Reduced vascular compliance resulted from endothelial dysfunction generally occurs earlier than atherosclerotic plaque formation, which is the earliest manifestation of vasculopathy [18, 19]. The essence of CHD is the result of coronary artery disease [20]. Higher ASI level indicated that the arterial elasticity is worse. Presented by logistic regression analysis, ASI was not only related with the number of vessels diseased, but also with the clinical classification of CHD. Loss of arterial elasticity is an independent risk factor for CHD, this is consistent with the results in the research by Nigam et al. [21]. It was believed that endothelial function damage is the key link between them. In summary, with the increase of age and influence of some vascular-related risk factors, vascular endothelium is injured, resulting in decreased vascular compliance, this further contributes to vascular sclerosis, and thereby promoting the occurrence and development of CHD.
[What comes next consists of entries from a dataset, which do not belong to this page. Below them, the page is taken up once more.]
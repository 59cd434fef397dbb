//! Data Loader - a CloudFormation custom resource that seeds a DynamoDB table.
//!
//! On stack `Create` and `Update` the function reads the bundled
//! `MOCK_DATA.json`, writes its records to the configured table with
//! `BatchWriteItem` in groups of 25, and reports `SUCCESS` or `FAILED` to the
//! request's pre-signed `ResponseURL`. On `Delete` it reports `SUCCESS` and
//! leaves the table untouched.
//!
//! # Architecture
//!
//! The system uses:
//! - AWS Lambda (`lambda_runtime`) for serverless execution
//! - `aws-sdk-dynamodb` for batch writes, `serde_dynamo` for item conversion
//! - `reqwest` to deliver the completion response
//! - Tokio and `futures` for bounded concurrent batch submission
//!
//! # Example
//!
//! ```no_run
//! use data_loader::core::config::LoaderConfig;
//! use data_loader::handler::DataLoader;
//! use data_loader::loader::DynamoBatchWriter;
//! use data_loader::response::HttpResponder;
//!
//! #[tokio::main]
//! async fn main() -> Result<(), Box<dyn std::error::Error>> {
//!     data_loader::setup_logging();
//!
//!     let config = LoaderConfig::from_env()?;
//!     let shared = aws_config::load_defaults(aws_config::BehaviorVersion::latest()).await;
//!     let data_loader = DataLoader::new(
//!         config,
//!         DynamoBatchWriter::new(aws_sdk_dynamodb::Client::new(&shared)),
//!         HttpResponder::new(reqwest::Client::new()),
//!     );
//!
//!     let summary = data_loader.load().await?;
//!     println!("Loaded {} records in {} batches", summary.records, summary.batches);
//!     Ok(())
//! }
//! ```

// Module declarations
pub mod core;
pub mod errors;
pub mod handler;
pub mod loader;
pub mod response;

/// Configure structured logging with JSON format for AWS Lambda environments.
///
/// Sets up tracing-subscriber with a JSON formatter suitable for `CloudWatch`
/// Logs. The level filter comes from `RUST_LOG` and defaults to `info`.
///
/// # Example
///
/// ```
/// data_loader::setup_logging();
/// ```
pub fn setup_logging() {
    use tracing_subscriber::EnvFilter;
    use tracing_subscriber::prelude::*;

    let filter = EnvFilter::try_from_default_env().unwrap_or_else(|_| EnvFilter::new("info"));
    let fmt_layer = tracing_subscriber::fmt::layer().json().with_target(true);

    tracing_subscriber::registry()
        .with(filter)
        .with(fmt_layer)
        .init();
}
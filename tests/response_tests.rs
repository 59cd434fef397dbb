use data_loader::core::models::{CustomResourceRequest, RequestType, ResponseStatus};
use data_loader::errors::LoaderError;
use data_loader::response::{failure_response, success_response};
use serde_json::json;

/// Tests for the completion response document.
/// These verify the JSON shape CloudFormation expects on the `ResponseURL`.

fn create_request(physical_resource_id: Option<&str>) -> CustomResourceRequest {
    let mut event = json!({
        "RequestType": "Create",
        "ResponseURL": "https://cloudformation-custom-resource-response.s3.amazonaws.com/signed",
        "StackId": "arn:aws:cloudformation:us-east-1:123456789012:stack/seed/guid",
        "RequestId": "unique-request-id",
        "ResourceType": "Custom::DataLoader",
        "LogicalResourceId": "LoadUserAccounts",
        "ResourceProperties": {
            "ServiceToken": "arn:aws:lambda:us-east-1:123456789012:function:data-loader"
        }
    });
    if let Some(id) = physical_resource_id {
        event["PhysicalResourceId"] = json!(id);
    }
    serde_json::from_value(event).unwrap()
}

#[test]
fn test_request_deserializes_cloudformation_event() {
    let request = create_request(None);
    assert_eq!(request.request_type, RequestType::Create);
    assert_eq!(
        request.response_url,
        "https://cloudformation-custom-resource-response.s3.amazonaws.com/signed"
    );
    assert_eq!(request.logical_resource_id, "LoadUserAccounts");
    assert!(request.physical_resource_id.is_none());
    assert!(request.resource_properties.contains_key("ServiceToken"));
    assert!(request.old_resource_properties.is_none());
}

#[test]
fn test_request_rejects_unknown_request_type() {
    let event = json!({
        "RequestType": "Rename",
        "ResponseURL": "https://example.com",
        "StackId": "stack",
        "RequestId": "req",
        "LogicalResourceId": "Res"
    });
    assert!(serde_json::from_value::<CustomResourceRequest>(event).is_err());
}

#[test]
fn test_success_response_payload() {
    let request = create_request(None);
    let response = success_response(&request, "2024/01/01/[$LATEST]abcdef");

    let payload = serde_json::to_value(&response).unwrap();
    assert_eq!(payload["Status"], "SUCCESS");
    assert_eq!(payload["PhysicalResourceId"], "2024/01/01/[$LATEST]abcdef");
    assert_eq!(
        payload["Reason"],
        "See the details in CloudWatch Log Stream: 2024/01/01/[$LATEST]abcdef"
    );
    assert_eq!(
        payload["StackId"],
        "arn:aws:cloudformation:us-east-1:123456789012:stack/seed/guid"
    );
    assert_eq!(payload["RequestId"], "unique-request-id");
    assert_eq!(payload["LogicalResourceId"], "LoadUserAccounts");
    assert_eq!(payload["NoEcho"], false);
    assert_eq!(payload["Data"], json!({}));
}

#[test]
fn test_response_keeps_existing_physical_id() {
    let request = create_request(Some("seed-data-resource"));
    let response = success_response(&request, "log-stream");
    assert_eq!(response.physical_resource_id, "seed-data-resource");
}

#[test]
fn test_failure_response_carries_error() {
    let request = create_request(None);
    let error = LoaderError::AwsError("ValidationException: item too large".to_string());
    let response = failure_response(&request, "log-stream", &error);

    assert_eq!(response.status, ResponseStatus::Failed);
    let payload = serde_json::to_value(&response).unwrap();
    assert_eq!(payload["Status"], "FAILED");
    assert_eq!(
        payload["Reason"],
        "Failed to interact with AWS services: ValidationException: item too large"
    );
    assert_eq!(
        payload["Data"]["Error"],
        "Failed to interact with AWS services: ValidationException: item too large"
    );
}
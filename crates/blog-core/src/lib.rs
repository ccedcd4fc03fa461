//! # Blog Core
//!
//! The domain layer of the blog posts API.
//! Holds the `Post` entity, the repository port, and the service facade
//! that request handlers talk to. No storage or web code lives here.

pub mod context;
pub mod domain;
pub mod error;
pub mod ports;
pub mod service;

pub use context::RequestContext;
pub use error::RepoError;
pub use service::PostService;
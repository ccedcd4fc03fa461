//! # Blog Posts API
//!
//! The main entry point for the Actix-web HTTP server.

use actix_web::{App, HttpServer, web};
use anyhow::Context;
use tracing_actix_web::TracingLogger;

mod config;
mod handlers;
mod middleware;
mod state;
mod telemetry;

use config::AppConfig;
use middleware::{CorsMiddleware, RequestContextMiddleware};
use state::AppState;
use telemetry::TelemetryConfig;

#[actix_web::main]
async fn main() -> anyhow::Result<()> {
    // Load .env file if present
    dotenvy::dotenv().ok();

    telemetry::init_telemetry(&TelemetryConfig::from_env());

    let config = AppConfig::from_env();

    tracing::info!(
        host = %config.host,
        port = config.port,
        request_timeout_ms = config.request_timeout.map(|t| t.as_millis() as u64),
        "Starting Blog Posts API"
    );
    tracing::info!("API endpoints under /api/v1, docs at /api/docs/, health at /health");

    // One store for the whole process, shared by every worker
    let state = AppState::new();
    let request_timeout = config.request_timeout;

    HttpServer::new(move || {
        App::new()
            .wrap(CorsMiddleware)
            .wrap(RequestContextMiddleware::new(request_timeout))
            .wrap(TracingLogger::default())
            .app_data(web::Data::new(state.clone()))
            .configure(handlers::configure_routes)
    })
    .bind((config.host.as_str(), config.port))
    .with_context(|| format!("failed to bind {}:{}", config.host, config.port))?
    .run()
    .await
    .context("HTTP server terminated with an error")
}
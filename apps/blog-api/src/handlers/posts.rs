//! Blog post CRUD handlers.

use actix_web::{HttpResponse, web};
use uuid::Uuid;

use blog_core::domain::Post;
use blog_shared::{ErrorResponse, PostRequest};

use crate::middleware::error::AppResult;
use crate::middleware::{RequestScope, ValidatedPost};
use crate::state::AppState;

/// Get all blog posts
#[utoipa::path(
    get,
    path = "/api/v1/posts",
    tag = "Blog Posts",
    responses(
        (status = 200, description = "List of blog posts", body = [Post]),
        (status = 500, description = "Internal server error", body = ErrorResponse)
    )
)]
pub async fn list_posts(
    state: web::Data<AppState>,
    scope: RequestScope,
) -> AppResult<HttpResponse> {
    let posts = state.posts.get_all(scope.ctx()).await?;
    Ok(HttpResponse::Ok().json(posts))
}

/// Get a blog post by ID
#[utoipa::path(
    get,
    path = "/api/v1/posts/{id}",
    tag = "Blog Posts",
    params(("id" = String, Path, description = "Blog post ID")),
    responses(
        (status = 200, description = "Blog post details", body = Post),
        (status = 404, description = "Blog post not found", body = ErrorResponse),
        (status = 500, description = "Internal server error", body = ErrorResponse)
    )
)]
pub async fn get_post(
    state: web::Data<AppState>,
    scope: RequestScope,
    path: web::Path<String>,
) -> AppResult<HttpResponse> {
    let post = state.posts.get_by_id(scope.ctx(), &path).await?;
    Ok(HttpResponse::Ok().json(post))
}

/// Create a new blog post
///
/// The server assigns the id; any id in the body is ignored.
#[utoipa::path(
    post,
    path = "/api/v1/posts",
    tag = "Blog Posts",
    request_body = PostRequest,
    responses(
        (status = 201, description = "Created blog post", body = Post),
        (status = 400, description = "Invalid request body or missing required fields", body = ErrorResponse),
        (status = 500, description = "Internal server error", body = ErrorResponse)
    )
)]
pub async fn create_post(
    state: web::Data<AppState>,
    scope: RequestScope,
    body: ValidatedPost,
) -> AppResult<HttpResponse> {
    let post = body.into_post(Uuid::new_v4().to_string());
    let created = state.posts.create(scope.ctx(), post).await?;

    tracing::info!(post_id = %created.id, "Blog post created");
    Ok(HttpResponse::Created().json(created))
}

/// Update a blog post
#[utoipa::path(
    put,
    path = "/api/v1/posts/{id}",
    tag = "Blog Posts",
    params(("id" = String, Path, description = "Blog post ID")),
    request_body = PostRequest,
    responses(
        (status = 200, description = "Updated blog post", body = Post),
        (status = 400, description = "Invalid request body or missing required fields", body = ErrorResponse),
        (status = 404, description = "Blog post not found", body = ErrorResponse),
        (status = 500, description = "Internal server error", body = ErrorResponse)
    )
)]
pub async fn update_post(
    state: web::Data<AppState>,
    scope: RequestScope,
    path: web::Path<String>,
    body: ValidatedPost,
) -> AppResult<HttpResponse> {
    let id = path.into_inner();
    let updated = state
        .posts
        .update(scope.ctx(), &id, body.into_post(id.as_str()))
        .await?;

    Ok(HttpResponse::Ok().json(updated))
}

/// Delete a blog post
#[utoipa::path(
    delete,
    path = "/api/v1/posts/{id}",
    tag = "Blog Posts",
    params(("id" = String, Path, description = "Blog post ID")),
    responses(
        (status = 204, description = "Blog post deleted successfully (no content)"),
        (status = 404, description = "Blog post not found", body = ErrorResponse),
        (status = 500, description = "Internal server error", body = ErrorResponse)
    )
)]
pub async fn delete_post(
    state: web::Data<AppState>,
    scope: RequestScope,
    path: web::Path<String>,
) -> AppResult<HttpResponse> {
    state.posts.delete(scope.ctx(), &path).await?;

    tracing::info!(post_id = %path, "Blog post deleted");
    Ok(HttpResponse::NoContent().finish())
}
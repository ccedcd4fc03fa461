use async_trait::async_trait;

use crate::context::RequestContext;
use crate::domain::Post;
use crate::error::RepoError;

/// Post repository - storage backend for blog posts.
///
/// Every operation receives the caller's [`RequestContext`] and must check
/// it before touching storage.
#[async_trait]
pub trait PostRepository: Send + Sync {
    /// Store a post under its id, replacing any post with the same id.
    async fn create(&self, ctx: &RequestContext, post: Post) -> Result<Post, RepoError>;

    /// Return every stored post. Order is unspecified.
    async fn get_all(&self, ctx: &RequestContext) -> Result<Vec<Post>, RepoError>;

    /// Find a post by its id.
    async fn get_by_id(&self, ctx: &RequestContext, id: &str) -> Result<Post, RepoError>;

    /// Replace the post stored under `id`. The stored post's id is always `id`.
    async fn update(&self, ctx: &RequestContext, id: &str, post: Post)
    -> Result<Post, RepoError>;

    /// Remove the post stored under `id`.
    async fn delete(&self, ctx: &RequestContext, id: &str) -> Result<(), RepoError>;

    /// Number of stored posts.
    async fn count(&self, ctx: &RequestContext) -> Result<usize, RepoError>;
}
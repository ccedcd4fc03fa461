//! # Blog Shared
//!
//! Wire types shared between the API server and its clients.

pub mod dto;
pub mod response;

pub use dto::PostRequest;
pub use response::ErrorResponse;
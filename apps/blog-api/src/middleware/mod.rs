//! Middleware and request extractors.

pub mod cors;
pub mod error;
pub mod request_context;
pub mod validation;

pub use cors::CorsMiddleware;
pub use request_context::{RequestContextMiddleware, RequestScope};
pub use validation::ValidatedPost;
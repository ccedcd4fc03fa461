//! Permissive CORS middleware so browser clients and the docs UI can call the API.

use actix_web::{
    Error, HttpResponse,
    body::EitherBody,
    dev::{Service, ServiceRequest, ServiceResponse, Transform, forward_ready},
    http::{
        Method,
        header::{self, HeaderMap, HeaderValue},
    },
};
use std::future::{Future, Ready, ready};
use std::pin::Pin;

const ALLOW_ORIGIN: &str = "*";
const ALLOW_METHODS: &str = "GET, POST, PUT, DELETE, OPTIONS";
const ALLOW_HEADERS: &str = "Content-Type, Authorization";

fn apply_cors_headers(headers: &mut HeaderMap) {
    headers.insert(
        header::ACCESS_CONTROL_ALLOW_ORIGIN,
        HeaderValue::from_static(ALLOW_ORIGIN),
    );
    headers.insert(
        header::ACCESS_CONTROL_ALLOW_METHODS,
        HeaderValue::from_static(ALLOW_METHODS),
    );
    headers.insert(
        header::ACCESS_CONTROL_ALLOW_HEADERS,
        HeaderValue::from_static(ALLOW_HEADERS),
    );
}

/// CORS middleware factory.
///
/// Adds the allow headers to every response and answers preflight
/// `OPTIONS` requests with 204 before they reach routing.
pub struct CorsMiddleware;

impl<S, B> Transform<S, ServiceRequest> for CorsMiddleware
where
    S: Service<ServiceRequest, Response = ServiceResponse<B>, Error = Error> + 'static,
    B: 'static,
{
    type Response = ServiceResponse<EitherBody<B>>;
    type Error = Error;
    type Transform = CorsMiddlewareService<S>;
    type InitError = ();
    type Future = Ready<Result<Self::Transform, Self::InitError>>;

    fn new_transform(&self, service: S) -> Self::Future {
        ready(Ok(CorsMiddlewareService { service }))
    }
}

pub struct CorsMiddlewareService<S> {
    service: S,
}

impl<S, B> Service<ServiceRequest> for CorsMiddlewareService<S>
where
    S: Service<ServiceRequest, Response = ServiceResponse<B>, Error = Error> + 'static,
    B: 'static,
{
    type Response = ServiceResponse<EitherBody<B>>;
    type Error = Error;
    type Future = Pin<Box<dyn Future<Output = Result<Self::Response, Self::Error>>>>;

    forward_ready!(service);

    fn call(&self, req: ServiceRequest) -> Self::Future {
        if *req.method() == Method::OPTIONS {
            let mut response = HttpResponse::NoContent().finish();
            apply_cors_headers(response.headers_mut());

            let (http_req, _payload) = req.into_parts();
            let srv_response = ServiceResponse::new(http_req, response);

            return Box::pin(async move { Ok(srv_response.map_into_right_body()) });
        }

        let fut = self.service.call(req);
        Box::pin(async move {
            let mut res = fut.await?;
            apply_cors_headers(res.headers_mut());
            Ok(res.map_into_left_body())
        })
    }
}
//! HTTP handlers and route configuration.

mod docs;
mod health;
mod posts;

use actix_web::web;
use utoipa::OpenApi;
use utoipa_swagger_ui::SwaggerUi;

use docs::{ApiDoc, DOCS_PATH, OPENAPI_PATH};

/// Configure all application routes.
pub fn configure_routes(cfg: &mut web::ServiceConfig) {
    cfg.route("/", web::get().to(docs::index))
        .route("/health", web::get().to(health::health_check))
        .service(
            SwaggerUi::new(format!("{DOCS_PATH}/{{_:.*}}")).url(OPENAPI_PATH, ApiDoc::openapi()),
        )
        .service(
            web::scope("/api/v1").service(
                web::scope("/posts")
                    .route("", web::get().to(posts::list_posts))
                    .route("", web::post().to(posts::create_post))
                    .route("/{id}", web::get().to(posts::get_post))
                    .route("/{id}", web::put().to(posts::update_post))
                    .route("/{id}", web::delete().to(posts::delete_post)),
            ),
        );
}
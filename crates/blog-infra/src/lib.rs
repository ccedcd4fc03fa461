//! # Blog Infrastructure
//!
//! Concrete implementations of the ports defined in `blog-core`.
//! Today that is a single in-memory post repository; content is lost when
//! the process exits.

pub mod repository;

pub use repository::InMemoryPostRepository;
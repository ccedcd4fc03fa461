//! Post service - the stable facade request handlers depend on.

use std::sync::Arc;

use crate::context::RequestContext;
use crate::domain::Post;
use crate::error::RepoError;
use crate::ports::PostRepository;

/// Forwards every call to the configured [`PostRepository`].
///
/// Results and errors pass through unchanged, so swapping the storage
/// backend never touches the HTTP layer.
#[derive(Clone)]
pub struct PostService {
    repo: Arc<dyn PostRepository>,
}

impl PostService {
    pub fn new(repo: Arc<dyn PostRepository>) -> Self {
        Self { repo }
    }

    pub async fn create(&self, ctx: &RequestContext, post: Post) -> Result<Post, RepoError> {
        self.repo.create(ctx, post).await
    }

    pub async fn get_all(&self, ctx: &RequestContext) -> Result<Vec<Post>, RepoError> {
        self.repo.get_all(ctx).await
    }

    pub async fn get_by_id(&self, ctx: &RequestContext, id: &str) -> Result<Post, RepoError> {
        self.repo.get_by_id(ctx, id).await
    }

    pub async fn update(
        &self,
        ctx: &RequestContext,
        id: &str,
        post: Post,
    ) -> Result<Post, RepoError> {
        self.repo.update(ctx, id, post).await
    }

    pub async fn delete(&self, ctx: &RequestContext, id: &str) -> Result<(), RepoError> {
        self.repo.delete(ctx, id).await
    }

    pub async fn count(&self, ctx: &RequestContext) -> Result<usize, RepoError> {
        self.repo.count(ctx).await
    }
}
//! Per-request cancellation and deadline.

use std::time::{Duration, Instant};

use tokio_util::sync::CancellationToken;

use crate::error::RepoError;

/// Cancellation signal carried from the inbound request down to every
/// repository call.
///
/// Repositories call [`RequestContext::check`] once on entry, before taking
/// any lock. A context that fires while the call is waiting on a lock does
/// not interrupt it.
#[derive(Debug, Clone)]
pub struct RequestContext {
    token: CancellationToken,
    deadline: Option<Instant>,
}

impl RequestContext {
    /// A context that is never cancelled unless [`cancel`](Self::cancel) is called.
    pub fn new() -> Self {
        Self::with_token(CancellationToken::new())
    }

    /// Wrap an existing cancellation token.
    pub fn with_token(token: CancellationToken) -> Self {
        Self {
            token,
            deadline: None,
        }
    }

    /// Set a deadline `timeout` from now.
    pub fn with_timeout(self, timeout: Duration) -> Self {
        self.with_deadline(Instant::now() + timeout)
    }

    pub fn with_deadline(mut self, deadline: Instant) -> Self {
        self.deadline = Some(deadline);
        self
    }

    pub fn token(&self) -> &CancellationToken {
        &self.token
    }

    pub fn deadline(&self) -> Option<Instant> {
        self.deadline
    }

    pub fn cancel(&self) {
        self.token.cancel();
    }

    pub fn is_cancelled(&self) -> bool {
        self.token.is_cancelled()
    }

    /// Fail fast if the caller has already given up.
    pub fn check(&self) -> Result<(), RepoError> {
        if self.token.is_cancelled() {
            return Err(RepoError::Cancelled);
        }
        match self.deadline {
            Some(deadline) if Instant::now() >= deadline => Err(RepoError::DeadlineExceeded),
            _ => Ok(()),
        }
    }
}

impl Default for RequestContext {
    fn default() -> Self {
        Self::new()
    }
}
//! Telemetry initialization - tracing subscriber setup.

use tracing_subscriber::{EnvFilter, layer::SubscriberExt, util::SubscriberInitExt};

const DEFAULT_FILTER: &str = "info,blog_api=debug,blog_infra=debug";

/// Telemetry configuration.
#[derive(Debug, Clone)]
pub struct TelemetryConfig {
    /// Enable JSON logging (for production).
    pub json_logs: bool,
    /// Service name recorded in the startup log.
    pub service_name: String,
}

impl Default for TelemetryConfig {
    fn default() -> Self {
        Self {
            json_logs: false,
            service_name: "blog-api".to_string(),
        }
    }
}

impl TelemetryConfig {
    /// Load configuration from environment variables.
    pub fn from_env() -> Self {
        let defaults = Self::default();
        Self {
            json_logs: std::env::var("LOG_FORMAT")
                .map(|v| v.eq_ignore_ascii_case("json"))
                .unwrap_or(defaults.json_logs),
            service_name: std::env::var("OTEL_SERVICE_NAME").unwrap_or(defaults.service_name),
        }
    }
}

/// Initialize the global tracing subscriber.
pub fn init_telemetry(config: &TelemetryConfig) {
    let env_filter =
        EnvFilter::try_from_default_env().unwrap_or_else(|_| EnvFilter::new(DEFAULT_FILTER));

    if config.json_logs {
        tracing_subscriber::registry()
            .with(env_filter)
            .with(tracing_subscriber::fmt::layer().json())
            .init();
    } else {
        tracing_subscriber::registry()
            .with(env_filter)
            .with(tracing_subscriber::fmt::layer().pretty())
            .init();
    }

    tracing::info!(
        service = %config.service_name,
        json_logs = config.json_logs,
        "Telemetry initialized"
    );
}
//! In-memory post repository - the authoritative store for blog posts.

use std::collections::HashMap;

use async_trait::async_trait;
use tokio::sync::RwLock;

use blog_core::RequestContext;
use blog_core::domain::Post;
use blog_core::error::RepoError;
use blog_core::ports::PostRepository;

/// In-memory post repository using a HashMap behind one async RwLock.
///
/// The lock covers the whole keyspace: writes exclude every other call,
/// reads share the lock with each other. Callers always get clones back,
/// never a reference into the map.
/// Note: Data is lost on process restart.
pub struct InMemoryPostRepository {
    posts: RwLock<HashMap<String, Post>>,
}

impl InMemoryPostRepository {
    pub fn new() -> Self {
        Self {
            posts: RwLock::new(HashMap::new()),
        }
    }
}

impl Default for InMemoryPostRepository {
    fn default() -> Self {
        Self::new()
    }
}

#[async_trait]
impl PostRepository for InMemoryPostRepository {
    async fn create(&self, ctx: &RequestContext, post: Post) -> Result<Post, RepoError> {
        ctx.check()?;

        if post.id.is_empty() {
            return Err(RepoError::InvalidArgument(
                "post id cannot be empty".to_string(),
            ));
        }

        let mut posts = self.posts.write().await;
        if posts.insert(post.id.clone(), post.clone()).is_some() {
            tracing::debug!(post_id = %post.id, "Overwrote existing post on create");
        } else {
            tracing::debug!(post_id = %post.id, "Created post");
        }

        Ok(post)
    }

    async fn get_all(&self, ctx: &RequestContext) -> Result<Vec<Post>, RepoError> {
        ctx.check()?;

        let posts = self.posts.read().await;
        Ok(posts.values().cloned().collect())
    }

    async fn get_by_id(&self, ctx: &RequestContext, id: &str) -> Result<Post, RepoError> {
        ctx.check()?;

        let posts = self.posts.read().await;
        posts.get(id).cloned().ok_or_else(|| RepoError::not_found(id))
    }

    async fn update(
        &self,
        ctx: &RequestContext,
        id: &str,
        mut post: Post,
    ) -> Result<Post, RepoError> {
        ctx.check()?;

        let mut posts = self.posts.write().await;
        let slot = posts.get_mut(id).ok_or_else(|| RepoError::not_found(id))?;

        // The addressed id always wins over whatever the payload carried.
        post.id = id.to_string();
        *slot = post.clone();
        tracing::debug!(post_id = %id, "Updated post");

        Ok(post)
    }

    async fn delete(&self, ctx: &RequestContext, id: &str) -> Result<(), RepoError> {
        ctx.check()?;

        let mut posts = self.posts.write().await;
        posts.remove(id).ok_or_else(|| RepoError::not_found(id))?;
        tracing::debug!(post_id = %id, "Deleted post");

        Ok(())
    }

    async fn count(&self, ctx: &RequestContext) -> Result<usize, RepoError> {
        ctx.check()?;

        Ok(self.posts.read().await.len())
    }
}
Our study was the first research using ROC analysis to determine the diagnostic value of ASI for CHD. The results of ROC analysis showed that ASI could not only serve a part in the predictive diagnosis of CHD, but also played a pivotal role in assessing the severity of CHD. Higher ASI value indicated that CHD was more serious. There are also some limitations in our research. First of all, our research time was relatively short and the number of cases was relatively small. Secondly, we have not performed vascular endothelial cell function test, which may require further validation in future animal experiments. Finally, for some patients with microvascular disease (without actual clinical significance), their test results might have some impact on our research, however, we believed that these impacts were limited.

Conclusions

In short, as one of the indicators reflecting vascular compliance, ASI closely related to the severity of CHD. Our research results demonstrated that ASI could provide a new basis for predicting and diagnosing CHD, which also could provides a new idea for the prevention and treatment of CHD in the future.